Hmm, doesn't happen to be the border patrol agent that's been friends with the illegal criminal since childhood does it?


----------



## Sunni Man (Nov 12, 2008)

Againsheila said:


> Hmm, doesn't happen to be the border patrol agent that's been friends with the illegal criminal since childhood does it?


No idea who you are talking about?

But I can assure you my friend is as straight as an arrow and tells it like it is.


----------



## CrimsonWhite (Nov 12, 2008)

My brother works the border in Arizona. He tells me that these guys are guilty as hell and that the concensus among most of the Border Patrol Agents he works with is that these guys "screwed the pooch." Their plight has been picked up by those that rabidly want to shut our entire border down. I'm in that column as well, but I'm not gonna jump on the bandwagon to free a couple guys that fucked up royally. These guys are not heroes.


----------



## Gunny (Nov 12, 2008)

Sunni Man said:


> No idea who you are talking about?
> 
> But I can assure you my friend is as straight as an arrow and tells it like it is.



You mean like YOU do?


----------



## Gunny (Nov 12, 2008)

CrimsonWhite said:


> My brother works the border in Arizona. He tells me that these guys are guilty as hell and that the concensus among most of the Border Patrol Agents he works with is that these guys "screwed the pooch." Their plight has been picked up by those that rabidly want to shut our entire border down.
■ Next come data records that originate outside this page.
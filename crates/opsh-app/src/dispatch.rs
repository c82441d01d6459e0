//! The dispatch queue feeding the event loop
//!
//! Every producer (backend readers, surfaces, the host stdin bridge) enqueues
//! typed [`RouterEvent`]s; the engine is the only consumer. Per-producer order
//! is preserved by the channels.
//!
//! There are two lanes. Backend output goes through a bounded lane so a
//! chatty backend is slowed down instead of growing memory. Surface events
//! go through an unbounded lane: surfaces run on the event loop and cannot
//! wait, and a lost `resolve` or close would leave the other side hanging.

use tokio::sync::mpsc;

use opsh_core::prelude::*;
use opsh_core::{BackendEvent, WindowSize};

/// Capacity of the backend lane
pub const QUEUE_CAPACITY: usize = 256;

/// One unit of work for the event loop
#[derive(Debug, Clone, PartialEq, Eq)]
pub enum RouterEvent {
    /// Output or exit of the backend spawned as `generation`
    Backend {
        generation: u64,
        event: BackendEvent,
    },

    /// Protocol line raised by surface `index`
    Surface { index: usize, line: String },

    /// The user closed surface `index`
    SurfaceClosed { index: usize },

    /// The user resized surface `index`
    SurfaceResized { index: usize, size: WindowSize },
}

impl RouterEvent {
    /// Protocol line raised by a surface
    pub fn surface(index: usize, line: impl Into<String>) -> Self {
        RouterEvent::Surface {
            index,
            line: line.into(),
        }
    }
}

/// Create the dispatch queue
pub fn channel() -> (Dispatcher, EventQueue) {
    let (backend_tx, backend_rx) = mpsc::channel(QUEUE_CAPACITY);
    let (surface_tx, surface_rx) = mpsc::unbounded_channel();
    (
        Dispatcher {
            backend: backend_tx,
            surface: surface_tx,
        },
        EventQueue {
            backend: backend_rx,
            surface: surface_rx,
            backend_done: false,
            surface_done: false,
        },
    )
}

/// Producer handle for the dispatch queue.
///
/// Sends after the event loop has stopped are dropped silently.
#[derive(Debug, Clone)]
pub struct Dispatcher {
    backend: mpsc::Sender<RouterEvent>,
    surface: mpsc::UnboundedSender<RouterEvent>,
}

impl Dispatcher {
    /// Enqueue backend output, waiting for room in the backend lane
    pub async fn send_backend(&self, generation: u64, event: BackendEvent) -> bool {
        match self.backend.send(RouterEvent::Backend { generation, event }).await {
            Ok(()) => true,
            Err(_) => {
                trace!("Dispatch queue closed, dropping backend event");
                false
            }
        }
    }

    /// Enqueue a surface event. Never waits and never drops while the event
    /// loop is alive, so it is safe from plain threads and from the loop.
    pub fn push(&self, event: RouterEvent) -> bool {
        match self.surface.send(event) {
            Ok(()) => true,
            Err(_) => {
                trace!("Dispatch queue closed, dropping event");
                false
            }
        }
    }

    /// Report a protocol line from surface `index`
    pub fn message(&self, index: usize, line: impl Into<String>) -> bool {
        self.push(RouterEvent::surface(index, line))
    }

    /// Report that the user closed surface `index`
    pub fn closed(&self, index: usize) -> bool {
        self.push(RouterEvent::SurfaceClosed { index })
    }

    /// Report that the user resized surface `index`
    pub fn resized(&self, index: usize, size: WindowSize) -> bool {
        self.push(RouterEvent::SurfaceResized { index, size })
    }

    pub fn is_closed(&self) -> bool {
        self.surface.is_closed()
    }
}

/// Consumer end of both lanes
#[derive(Debug)]
pub struct EventQueue {
    backend: mpsc::Receiver<RouterEvent>,
    surface: mpsc::UnboundedReceiver<RouterEvent>,
    backend_done: bool,
    surface_done: bool,
}

impl EventQueue {
    /// Next event, surface lane first. `None` once both lanes are closed and
    /// drained. Cancel safe.
    pub async fn recv(&mut self) -> Option<RouterEvent> {
        loop {
            tokio::select! {
                biased;

                event = self.surface.recv(), if !self.surface_done => match event {
                    Some(event) => return Some(event),
                    None => self.surface_done = true,
                },

                event = self.backend.recv(), if !self.backend_done => match event {
                    Some(event) => return Some(event),
                    None => self.backend_done = true,
                },

                else => return None,
            }
        }
    }

    /// Next event if one is ready
    pub fn try_recv(&mut self) -> Option<RouterEvent> {
        self.surface
            .try_recv()
            .or_else(|_| self.backend.try_recv())
            .ok()
    }

    /// Refuse further sends; events already queued are dropped with the queue.
    pub fn close(&mut self) {
        self.surface.close();
        self.backend.close();
    }
}
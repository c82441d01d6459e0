//! Entry points for the two run modes
//!
//! - [`run_gui`] builds the windows, spawns the backend and hands both to the
//!   [`Engine`].
//! - [`run_command_mode`] forwards a CLI invocation to the backend with no
//!   windows, echoing its output to the host.

use std::io::Write;
use std::sync::Arc;

use tokio::sync::mpsc;

use opsh_backend::{BackendLaunch, BackendProcess};
use opsh_core::prelude::*;
use opsh_core::{AppPhase, BackendEvent, Command, Verb};

use crate::config::AppConfig;
use crate::dispatch::{self, QUEUE_CAPACITY};
use crate::engine::{Engine, TEARDOWN_TIMEOUT};
use crate::handler::backend::exit_code;
use crate::launch::{backend_launch, window_options, Invocation, LaunchContext};
use crate::shutdown::{ShutdownCoordinator, ShutdownTarget};
use crate::window::{SurfaceFactory, Window, WindowSet};

/// Run with windows until shutdown; returns the exit code.
pub async fn run_gui<F: SurfaceFactory>(
    config: &AppConfig,
    invocation: &Invocation,
    context: &LaunchContext,
    factory: &mut F,
    coordinator: Arc<ShutdownCoordinator>,
) -> Result<i32> {
    info!("Starting {} in GUI mode", config.title);

    let (dispatcher, events) = dispatch::channel();
    let mut windows = WindowSet::new();

    let [main_options, secondary_options] = window_options(config, invocation, context);
    let main = factory.create(&main_options, dispatcher.clone())?;
    let webview_failed = main.webview_failed();
    if webview_failed {
        warn!("Main surface reports a failed webview");
    }
    windows.push(Window::new(&main_options, main));

    let launch = match factory
        .create(&secondary_options, dispatcher.clone())
        .and_then(|secondary| {
            windows.push(Window::new(&secondary_options, secondary));
            backend_launch(config, invocation, context, webview_failed)
        }) {
        Ok(launch) => launch,
        Err(e) => {
            windows.kill_all();
            return Err(e);
        }
    };

    let mut engine = Engine::new(windows, launch, dispatcher, events, coordinator);
    if let Err(e) = engine.start_backend() {
        error!("Failed to start backend: {}", e);
        engine.shutdown().await;
        return Err(e);
    }

    Ok(engine.run().await)
}

/// Forward a CLI invocation to the backend; returns the exit code.
///
/// Backend stdout lines are echoed decoded to `out` until the backend sends
/// `exit value=N` or exits on its own. Stderr passes through to host stderr.
pub async fn run_command_mode<W: Write + Send>(
    launch: &BackendLaunch,
    coordinator: Arc<ShutdownCoordinator>,
    out: W,
) -> Result<i32> {
    let (tx, mut events) = mpsc::channel::<BackendEvent>(QUEUE_CAPACITY);
    let backend = BackendProcess::spawn(launch, tx)?;

    let mut session = CommandSession {
        phase: AppPhase::CommandMode,
        backend: Some(backend),
        out,
    };

    session.phase = AppPhase::Running;
    loop {
        tokio::select! {
            biased;

            _ = coordinator.requested() => break,

            event = events.recv() => match event {
                Some(BackendEvent::Stdout(line)) => session.stdout_line(&line, &coordinator),
                Some(BackendEvent::Stderr(line)) => eprintln!("{}", line),
                Some(BackendEvent::Exited { code }) => {
                    info!("Backend exited with {:?}", code);
                    coordinator.request(code.unwrap_or(0));
                }
                None => {
                    coordinator.request(0);
                }
            },
        }
    }

    session.phase = AppPhase::ShuttingDown;
    let code = coordinator.teardown(&mut session).await;
    session.phase = AppPhase::Terminated;
    Ok(code)
}

/// Resources of a command-mode run
struct CommandSession<W> {
    phase: AppPhase,
    backend: Option<BackendProcess>,
    out: W,
}

impl<W: Write> CommandSession<W> {
    fn stdout_line(&mut self, line: &str, coordinator: &ShutdownCoordinator) {
        let cmd = Command::parse(line);
        if cmd.verb() == Some(Verb::Exit) {
            coordinator.request(exit_code(&cmd));
            return;
        }

        let text = if cmd.has("value") {
            cmd.decoded("value")
        } else {
            line.to_string()
        };
        if let Err(e) = writeln!(self.out, "{}", text).and_then(|()| self.out.flush()) {
            warn!("Failed to write to stdout: {}", e);
        }
    }
}

impl<W: Write + Send> ShutdownTarget for CommandSession<W> {
    async fn kill_backend(&mut self) {
        if let Some(mut backend) = self.backend.take() {
            backend.terminate(TEARDOWN_TIMEOUT).await;
        }
    }

    fn kill_windows(&mut self) {
        trace!("No windows in {:?}", self.phase);
    }

    fn kill_shell(&mut self) {
        let _ = self.out.flush();
    }
}
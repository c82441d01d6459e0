//! Configuration types

use serde::{Deserialize, Serialize};

/// Application settings (`opsh.toml`)
#[derive(Debug, Clone, PartialEq, Eq, Deserialize, Serialize)]
pub struct AppConfig {
    /// Application name, forwarded as `--name=`
    #[serde(default = "default_name")]
    pub name: String,

    /// Window title
    #[serde(default = "default_title")]
    pub title: String,

    /// Application version, forwarded as `--version=`
    #[serde(default = "default_version")]
    pub version: String,

    /// Executable name reported to surfaces
    #[serde(default)]
    pub executable: String,

    /// Comma-separated names of environment variables to forward to surfaces
    #[serde(default)]
    pub env: String,

    /// Width of the main window
    #[serde(default = "default_width")]
    pub width: i32,

    /// Height of the main window
    #[serde(default = "default_height")]
    pub height: i32,

    /// Mirror surface console output to the host
    #[serde(default)]
    pub forward_console: bool,

    /// Backend command on Linux
    #[serde(default)]
    pub linux_cmd: Option<String>,

    /// Backend command on macOS
    #[serde(default)]
    pub mac_cmd: Option<String>,

    /// Backend command on Windows
    #[serde(default)]
    pub win_cmd: Option<String>,

    #[serde(default)]
    pub headless: HeadlessSettings,
}

impl Default for AppConfig {
    fn default() -> Self {
        Self {
            name: default_name(),
            title: default_title(),
            version: default_version(),
            executable: String::new(),
            env: String::new(),
            width: default_width(),
            height: default_height(),
            forward_console: false,
            linux_cmd: None,
            mac_cmd: None,
            win_cmd: None,
            headless: HeadlessSettings::default(),
        }
    }
}

impl AppConfig {
    /// Backend command configured for the OS this binary was built for
    pub fn command_for_platform(&self) -> Option<&str> {
        let cmd = if cfg!(target_os = "macos") {
            self.mac_cmd.as_deref()
        } else if cfg!(windows) {
            self.win_cmd.as_deref()
        } else {
            self.linux_cmd.as_deref()
        };
        cmd.filter(|c| !c.trim().is_empty())
    }

    /// Config key holding the backend command for this OS
    pub fn platform_key() -> &'static str {
        if cfg!(target_os = "macos") {
            "mac_cmd"
        } else if cfg!(windows) {
            "win_cmd"
        } else {
            "linux_cmd"
        }
    }
}

/// Settings of the built-in headless surface
#[derive(Debug, Clone, PartialEq, Eq, Deserialize, Serialize)]
pub struct HeadlessSettings {
    /// Screen width reported by `getScreenSize`
    #[serde(default = "default_screen_width")]
    pub screen_width: i32,

    /// Screen height reported by `getScreenSize`
    #[serde(default = "default_screen_height")]
    pub screen_height: i32,

    /// Actually launch the platform opener for `external`
    #[serde(default)]
    pub open_external: bool,
}

impl Default for HeadlessSettings {
    fn default() -> Self {
        Self {
            screen_width: default_screen_width(),
            screen_height: default_screen_height(),
            open_external: false,
        }
    }
}

fn default_name() -> String {
    "operator-shell".to_string()
}

fn default_title() -> String {
    "Operator Shell".to_string()
}

fn default_version() -> String {
    "0.0.0".to_string()
}

fn default_width() -> i32 {
    750
}

fn default_height() -> i32 {
    520
}

fn default_screen_width() -> i32 {
    1920
}

fn default_screen_height() -> i32 {
    1080
}

#[cfg(test)]
mod tests {
    use super::*;

    #[test]
    fn test_defaults() {
        let config = AppConfig::default();
        assert_eq!(config.width, 750);
        assert_eq!(config.height, 520);
        assert_eq!(config.headless.screen_width, 1920);
        assert_eq!(config.headless.screen_height, 1080);
        assert!(!config.headless.open_external);
        assert!(config.command_for_platform().is_none());
    }

    #[test]
    fn test_partial_toml_fills_defaults() {
        let config: AppConfig = toml::from_str(
            r#"
            name = "demo"
            linux_cmd = "node main.js"
            mac_cmd = "node main.js"
            win_cmd = "node.exe main.js"

            [headless]
            screen_width = 1280
            "#,
        )
        .unwrap();

        assert_eq!(config.name, "demo");
        assert_eq!(config.title, "Operator Shell");
        assert_eq!(config.headless.screen_width, 1280);
        assert_eq!(config.headless.screen_height, 1080);
        assert!(config.command_for_platform().is_some());
    }

    #[test]
    fn test_blank_command_is_absent() {
        let config = AppConfig {
            linux_cmd: Some("  ".to_string()),
            mac_cmd: Some(String::new()),
            win_cmd: Some(" ".to_string()),
            ..Default::default()
        };
        assert!(config.command_for_platform().is_none());
    }
}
I'm in that column as well, but I'm not gonna jump on the bandwagon to free a couple guys that fucked up royally. These guys are not heroes.



I see.  According to them, they pursued this guy and he was armed.  When he turns up later he isn't so that means he wasn't?  Because a drug dealer's word is more trustworthy than a law enforcement officer's?

They're guilty of panicking and covering up the incident, but based on what has transpired since, I have a hard time blaming them.  They hung these guys out to dry and the sentences are too severe for the crime, IMO.


----------



## CrimsonWhite (Nov 12, 2008)

Gunny said:


> I see.  According to them, they pursued this guy and he was armed.  When he turns up later he isn't so that means he wasn't?  *Because a drug dealer's word is more trustworthy than a law enforcement officer's?*
> They're guilty of panicking and covering up the incident, but based on what has transpired since, I have a hard time blaming them.  They hung these guys out to dry and the sentences are too severe for the crime, IMO.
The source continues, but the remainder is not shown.